→ Records to use
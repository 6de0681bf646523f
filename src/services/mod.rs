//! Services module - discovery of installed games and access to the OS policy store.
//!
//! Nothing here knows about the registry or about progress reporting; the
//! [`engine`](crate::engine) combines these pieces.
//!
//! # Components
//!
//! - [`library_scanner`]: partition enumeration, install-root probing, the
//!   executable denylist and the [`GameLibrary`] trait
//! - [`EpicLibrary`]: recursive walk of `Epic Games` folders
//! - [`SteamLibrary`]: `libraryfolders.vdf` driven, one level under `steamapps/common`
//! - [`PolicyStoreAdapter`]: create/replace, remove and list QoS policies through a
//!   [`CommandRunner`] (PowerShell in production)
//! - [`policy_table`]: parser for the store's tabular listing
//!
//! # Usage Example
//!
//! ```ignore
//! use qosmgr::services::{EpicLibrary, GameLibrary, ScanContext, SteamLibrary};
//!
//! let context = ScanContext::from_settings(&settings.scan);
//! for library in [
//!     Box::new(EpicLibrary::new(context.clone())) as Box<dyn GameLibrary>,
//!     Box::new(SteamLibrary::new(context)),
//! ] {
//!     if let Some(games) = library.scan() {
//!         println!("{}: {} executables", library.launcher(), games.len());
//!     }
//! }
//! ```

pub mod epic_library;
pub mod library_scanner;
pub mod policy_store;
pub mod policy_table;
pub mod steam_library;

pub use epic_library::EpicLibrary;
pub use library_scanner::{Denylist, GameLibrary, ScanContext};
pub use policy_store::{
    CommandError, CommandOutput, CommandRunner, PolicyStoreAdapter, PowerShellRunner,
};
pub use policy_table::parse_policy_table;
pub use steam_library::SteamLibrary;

* * *

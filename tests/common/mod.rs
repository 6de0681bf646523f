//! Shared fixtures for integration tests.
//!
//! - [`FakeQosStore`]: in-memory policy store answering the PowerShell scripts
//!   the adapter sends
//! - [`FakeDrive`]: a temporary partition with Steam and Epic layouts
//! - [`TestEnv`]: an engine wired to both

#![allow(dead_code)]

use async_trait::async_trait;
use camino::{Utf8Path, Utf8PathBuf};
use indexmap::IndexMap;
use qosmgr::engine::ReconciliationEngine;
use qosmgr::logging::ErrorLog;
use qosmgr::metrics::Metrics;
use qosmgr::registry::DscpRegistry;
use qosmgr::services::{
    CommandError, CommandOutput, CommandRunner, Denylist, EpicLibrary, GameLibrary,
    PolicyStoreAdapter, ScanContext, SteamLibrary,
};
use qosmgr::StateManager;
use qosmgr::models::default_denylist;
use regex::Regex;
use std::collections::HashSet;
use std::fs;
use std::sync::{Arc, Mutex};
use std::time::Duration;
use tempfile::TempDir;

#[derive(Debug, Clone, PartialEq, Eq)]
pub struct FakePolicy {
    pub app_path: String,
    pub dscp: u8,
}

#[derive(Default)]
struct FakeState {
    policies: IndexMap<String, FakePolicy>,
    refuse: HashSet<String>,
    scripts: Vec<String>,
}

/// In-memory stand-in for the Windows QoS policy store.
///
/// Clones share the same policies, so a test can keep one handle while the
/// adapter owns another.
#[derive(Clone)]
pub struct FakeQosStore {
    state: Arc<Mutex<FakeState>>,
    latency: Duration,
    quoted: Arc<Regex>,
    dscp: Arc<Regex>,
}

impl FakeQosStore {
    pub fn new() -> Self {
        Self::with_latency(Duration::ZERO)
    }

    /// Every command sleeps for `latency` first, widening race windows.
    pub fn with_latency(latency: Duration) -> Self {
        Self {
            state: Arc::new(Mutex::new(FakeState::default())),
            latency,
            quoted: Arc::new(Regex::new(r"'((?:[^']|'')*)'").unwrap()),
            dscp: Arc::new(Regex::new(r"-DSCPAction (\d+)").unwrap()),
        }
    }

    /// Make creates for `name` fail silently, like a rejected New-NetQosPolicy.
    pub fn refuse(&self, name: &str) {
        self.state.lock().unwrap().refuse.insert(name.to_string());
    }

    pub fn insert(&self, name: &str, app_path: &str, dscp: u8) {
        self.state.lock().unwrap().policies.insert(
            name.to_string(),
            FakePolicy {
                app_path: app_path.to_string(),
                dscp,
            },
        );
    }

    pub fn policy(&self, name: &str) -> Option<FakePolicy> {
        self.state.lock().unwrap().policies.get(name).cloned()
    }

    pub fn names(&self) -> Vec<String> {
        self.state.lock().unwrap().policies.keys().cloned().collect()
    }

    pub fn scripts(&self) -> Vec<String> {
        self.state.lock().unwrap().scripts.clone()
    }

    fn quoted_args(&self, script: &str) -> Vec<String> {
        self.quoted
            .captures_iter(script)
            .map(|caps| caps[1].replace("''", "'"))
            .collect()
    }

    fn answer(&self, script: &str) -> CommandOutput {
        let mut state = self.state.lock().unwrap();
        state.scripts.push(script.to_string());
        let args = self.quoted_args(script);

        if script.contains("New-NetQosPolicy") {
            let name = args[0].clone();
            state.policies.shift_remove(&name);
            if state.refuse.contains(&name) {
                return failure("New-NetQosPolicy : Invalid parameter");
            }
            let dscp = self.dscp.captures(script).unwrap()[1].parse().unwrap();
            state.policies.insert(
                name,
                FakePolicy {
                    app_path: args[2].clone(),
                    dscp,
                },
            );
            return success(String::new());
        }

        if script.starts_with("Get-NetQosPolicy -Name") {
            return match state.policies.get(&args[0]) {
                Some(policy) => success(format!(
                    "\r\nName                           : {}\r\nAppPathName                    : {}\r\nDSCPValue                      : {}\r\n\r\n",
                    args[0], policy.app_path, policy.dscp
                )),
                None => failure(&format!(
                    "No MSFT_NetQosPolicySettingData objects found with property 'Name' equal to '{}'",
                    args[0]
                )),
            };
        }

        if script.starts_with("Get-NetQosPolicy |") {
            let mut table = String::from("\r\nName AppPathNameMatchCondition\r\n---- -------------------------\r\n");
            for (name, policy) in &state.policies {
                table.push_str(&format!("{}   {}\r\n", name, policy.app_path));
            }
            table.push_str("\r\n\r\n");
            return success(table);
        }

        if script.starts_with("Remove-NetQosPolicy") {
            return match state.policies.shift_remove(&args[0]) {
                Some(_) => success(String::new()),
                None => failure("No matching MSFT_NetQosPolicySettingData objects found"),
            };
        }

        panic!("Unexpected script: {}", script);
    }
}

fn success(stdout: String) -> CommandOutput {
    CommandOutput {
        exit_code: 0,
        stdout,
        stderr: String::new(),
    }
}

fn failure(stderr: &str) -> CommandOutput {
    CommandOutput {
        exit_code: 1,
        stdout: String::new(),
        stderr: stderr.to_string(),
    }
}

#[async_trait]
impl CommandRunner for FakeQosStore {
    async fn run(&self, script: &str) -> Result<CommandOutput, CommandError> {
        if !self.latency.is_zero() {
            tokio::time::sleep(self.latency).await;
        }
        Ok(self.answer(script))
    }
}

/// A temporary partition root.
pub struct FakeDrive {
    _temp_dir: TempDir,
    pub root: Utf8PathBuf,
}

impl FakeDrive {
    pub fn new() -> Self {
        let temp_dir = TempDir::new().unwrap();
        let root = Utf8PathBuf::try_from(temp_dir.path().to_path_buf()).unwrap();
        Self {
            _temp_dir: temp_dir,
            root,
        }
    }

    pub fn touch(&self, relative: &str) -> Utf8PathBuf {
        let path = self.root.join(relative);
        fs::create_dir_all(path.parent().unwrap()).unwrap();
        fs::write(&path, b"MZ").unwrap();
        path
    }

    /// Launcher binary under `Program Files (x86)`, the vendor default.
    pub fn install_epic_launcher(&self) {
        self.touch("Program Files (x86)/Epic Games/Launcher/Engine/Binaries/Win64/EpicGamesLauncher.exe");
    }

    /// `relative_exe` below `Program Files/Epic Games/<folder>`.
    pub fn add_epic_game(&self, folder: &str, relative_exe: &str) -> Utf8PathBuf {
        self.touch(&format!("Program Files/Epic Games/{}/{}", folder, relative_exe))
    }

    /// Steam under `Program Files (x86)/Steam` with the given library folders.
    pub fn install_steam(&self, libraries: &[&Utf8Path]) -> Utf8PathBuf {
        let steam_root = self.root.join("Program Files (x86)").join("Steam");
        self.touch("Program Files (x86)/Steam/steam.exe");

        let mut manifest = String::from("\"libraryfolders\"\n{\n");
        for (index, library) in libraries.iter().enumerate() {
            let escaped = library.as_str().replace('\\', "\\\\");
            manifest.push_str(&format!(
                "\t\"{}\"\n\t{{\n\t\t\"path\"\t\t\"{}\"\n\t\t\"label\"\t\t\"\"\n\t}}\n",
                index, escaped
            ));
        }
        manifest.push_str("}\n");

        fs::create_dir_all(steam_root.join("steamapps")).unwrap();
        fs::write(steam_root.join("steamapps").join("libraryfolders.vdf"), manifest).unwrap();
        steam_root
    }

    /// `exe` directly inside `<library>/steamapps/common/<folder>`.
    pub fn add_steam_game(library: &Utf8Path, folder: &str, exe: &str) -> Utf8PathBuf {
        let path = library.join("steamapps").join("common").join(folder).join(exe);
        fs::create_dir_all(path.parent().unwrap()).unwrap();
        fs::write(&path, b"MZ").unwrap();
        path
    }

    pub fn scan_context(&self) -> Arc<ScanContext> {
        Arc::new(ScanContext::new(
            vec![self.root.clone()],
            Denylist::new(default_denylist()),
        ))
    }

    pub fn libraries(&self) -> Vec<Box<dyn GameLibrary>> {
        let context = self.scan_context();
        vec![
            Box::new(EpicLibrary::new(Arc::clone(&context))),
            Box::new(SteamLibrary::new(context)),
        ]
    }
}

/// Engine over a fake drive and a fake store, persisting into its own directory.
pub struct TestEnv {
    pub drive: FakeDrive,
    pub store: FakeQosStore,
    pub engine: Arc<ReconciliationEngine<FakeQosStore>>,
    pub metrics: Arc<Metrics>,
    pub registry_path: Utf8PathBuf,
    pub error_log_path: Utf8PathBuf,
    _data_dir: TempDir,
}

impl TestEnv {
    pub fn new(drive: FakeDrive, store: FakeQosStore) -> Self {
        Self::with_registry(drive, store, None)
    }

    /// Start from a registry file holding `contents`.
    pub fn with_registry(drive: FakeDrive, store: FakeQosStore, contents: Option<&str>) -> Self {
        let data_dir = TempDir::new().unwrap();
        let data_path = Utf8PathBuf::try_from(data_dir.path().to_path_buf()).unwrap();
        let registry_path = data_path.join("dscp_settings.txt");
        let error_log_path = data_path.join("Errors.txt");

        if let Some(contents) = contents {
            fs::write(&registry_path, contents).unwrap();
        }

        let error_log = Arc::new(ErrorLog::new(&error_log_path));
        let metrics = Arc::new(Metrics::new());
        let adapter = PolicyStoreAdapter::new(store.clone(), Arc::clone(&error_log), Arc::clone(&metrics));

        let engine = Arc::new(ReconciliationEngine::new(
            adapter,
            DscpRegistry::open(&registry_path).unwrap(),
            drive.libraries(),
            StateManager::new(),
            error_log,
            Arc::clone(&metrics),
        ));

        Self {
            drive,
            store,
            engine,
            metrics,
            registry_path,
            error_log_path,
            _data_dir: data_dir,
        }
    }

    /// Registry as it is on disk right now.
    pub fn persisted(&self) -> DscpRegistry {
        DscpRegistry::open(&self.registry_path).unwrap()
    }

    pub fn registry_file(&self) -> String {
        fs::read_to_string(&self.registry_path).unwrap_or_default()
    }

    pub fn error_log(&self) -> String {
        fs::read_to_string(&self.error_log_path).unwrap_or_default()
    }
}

→ About this exercise
Copy each line from the data that features the string "TestEnv".

→ The completed task
//! - [`TestEnv`]: an engine wired to both
pub struct TestEnv {
impl TestEnv {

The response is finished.